++++ THE RECORDS ++++

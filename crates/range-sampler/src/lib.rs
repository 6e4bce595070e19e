//! Ultrasonic Range Sampler
//!
//! Captures echo timings from the sensor's edge interrupt into a small
//! circular buffer and turns them into a median-filtered distance.

mod buffer;
mod filter;

pub use buffer::{EchoLevel, EchoSnapshot, RangeSampler};
pub use filter::{clamp_echo, echo_to_distance, median_of};

/// Number of echo samples kept for median filtering
pub const BUFFER_DEPTH: usize = 7;

/// Longest plausible echo in microseconds (sensor's maximum usable range)
pub const MAX_ECHO_US: u32 = 26_233;

/// Centimetres per microsecond of round-trip echo (34320 cm/s / 2 / 10^6)
pub const CM_PER_ECHO_US: f32 = 0.01716;
//! Garage Controller
//!
//! Owns the device state (options, event log, range sampler) and wires it
//! to the trigger scheduler. Network, HTTP and GPIO actuation live outside
//! this crate.

mod context;
mod door;
mod mock;
mod settings;

pub use context::{DeviceContext, Reading};
pub use door::{classify_door, classify_vehicle, DoorStatus, VehicleStatus};
pub use mock::MockSensor;
pub use settings::RuntimeConfig;

use event_log::LogError;
use option_store::StoreError;
use thiserror::Error;
use tracing::Level;
use tracing_subscriber::FmtSubscriber;
use trigger_scheduler::SchedulerError;

/// Controller errors
#[derive(Debug, Error)]
pub enum ControllerError {
    #[error("Configuration error: {0}")]
    Config(#[from] config::ConfigError),

    #[error("Option store error: {0}")]
    Store(#[from] StoreError),

    #[error("Event log error: {0}")]
    Log(#[from] LogError),

    #[error("Scheduler error: {0}")]
    Scheduler(#[from] SchedulerError),
}

/// Initialize logging at the given level name, INFO if it does not parse
pub fn init_logging(level: &str) -> Result<(), tracing::subscriber::SetGlobalDefaultError> {
    let level = level.parse::<Level>().unwrap_or(Level::INFO);
    let subscriber = FmtSubscriber::builder()
        .with_max_level(level)
        .with_target(true)
        .finish();

    tracing::subscriber::set_global_default(subscriber)
}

++++

- [DESCRIPTION OF THE TASK] Copy, please, exactly the lines that start at the first line of the data and end at the line containing "for median filtering", both kept and no others.

- [OUTPUT BELOW]
filename crates/range-sampler/src/lib.rs
repository 6e4bce595070e19e
//! Ultrasonic Range Sampler
//!
//! Captures echo timings from the sensor's edge interrupt into a small
//! circular buffer and turns them into a median-filtered distance.

mod buffer;
mod filter;

pub use buffer::{EchoLevel, EchoSnapshot, RangeSampler};
pub use filter::{clamp_echo, echo_to_distance, median_of};

/// Number of echo samples kept for median filtering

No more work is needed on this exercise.